____ DATA RECORDS
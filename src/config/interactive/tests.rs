use super::{load_existing_config as load_existing_config_impl, test_ollama_model};
use crate::config::{Config, ProviderBackend};
use tempfile::TempDir;

#[test]
fn load_existing_config_defaults() {
    let temp_dir = TempDir::new().expect("should create temp dir");
    let config = load_existing_config_impl(temp_dir.path()).expect("config loaded successfully");
    assert_eq!(config.embedding.backend, ProviderBackend::Ollama);
    assert!(!config.embedding.model.is_empty());
    assert!(config.embedding.batch_size > 0);
    assert_eq!(config.get_base_dir(), temp_dir.path());
}

#[test]
fn load_existing_config_from_file() {
    let temp_dir = TempDir::new().expect("should create temp dir");
    let mut config = Config::with_base_dir(temp_dir.path());
    config.generation.model = "qwen2.5".to_string();
    config.save().expect("should save config");

    let loaded = load_existing_config_impl(temp_dir.path()).expect("config loaded successfully");
    assert_eq!(loaded.generation.model, "qwen2.5");
}

#[test]
fn invalid_config_falls_back_to_defaults() {
    let temp_dir = TempDir::new().expect("should create temp dir");
    std::fs::write(
        temp_dir.path().join("config.toml"),
        "[embedding]\nbatch_size = 0\n",
    )
    .expect("should write config");

    let config = load_existing_config_impl(temp_dir.path()).expect("config loaded successfully");
    assert_eq!(config.embedding.batch_size, 16);
}

#[test]
fn unreachable_ollama_fails_model_check() {
    assert!(test_ollama_model("http://127.0.0.1:9/", "llama3.2").is_err());
}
________
→ **YOUR TASK**: The full set of entries should appear again, unchanged, line by line.

→ **RESPONSE**:
filename src/config/interactive/tests.rs
use super::{load_existing_config as load_existing_config_impl, test_ollama_model};
use crate::config::{Config, ProviderBackend};
use tempfile::TempDir;

#[test]
fn load_existing_config_defaults() {
    let temp_dir = TempDir::new().expect("should create temp dir");
    let config = load_existing_config_impl(temp_dir.path()).expect("config loaded successfully");
    assert_eq!(config.embedding.backend, ProviderBackend::Ollama);
    assert!(!config.embedding.model.is_empty());
    assert!(config.embedding.batch_size > 0);
    assert_eq!(config.get_base_dir(), temp_dir.path());
}

#[test]
fn load_existing_config_from_file() {
    let temp_dir = TempDir::new().expect("should create temp dir");
    let mut config = Config::with_base_dir(temp_dir.path());
    config.generation.model = "qwen2.5".to_string();
    config.save().expect("should save config");

    let loaded = load_existing_config_impl(temp_dir.path()).expect("config loaded successfully");
    assert_eq!(loaded.generation.model, "qwen2.5");
}

#[test]
fn invalid_config_falls_back_to_defaults() {
    let temp_dir = TempDir::new().expect("should create temp dir");
    std::fs::write(
        temp_dir.path().join("config.toml"),
        "[embedding]\nbatch_size = 0\n",
    )
    .expect("should write config");

    let config = load_existing_config_impl(temp_dir.path()).expect("config loaded successfully");
    assert_eq!(config.embedding.batch_size, 16);
}

#[test]
fn unreachable_ollama_fails_model_check() {
    assert!(test_ollama_model("http://127.0.0.1:9/", "llama3.2").is_err());
}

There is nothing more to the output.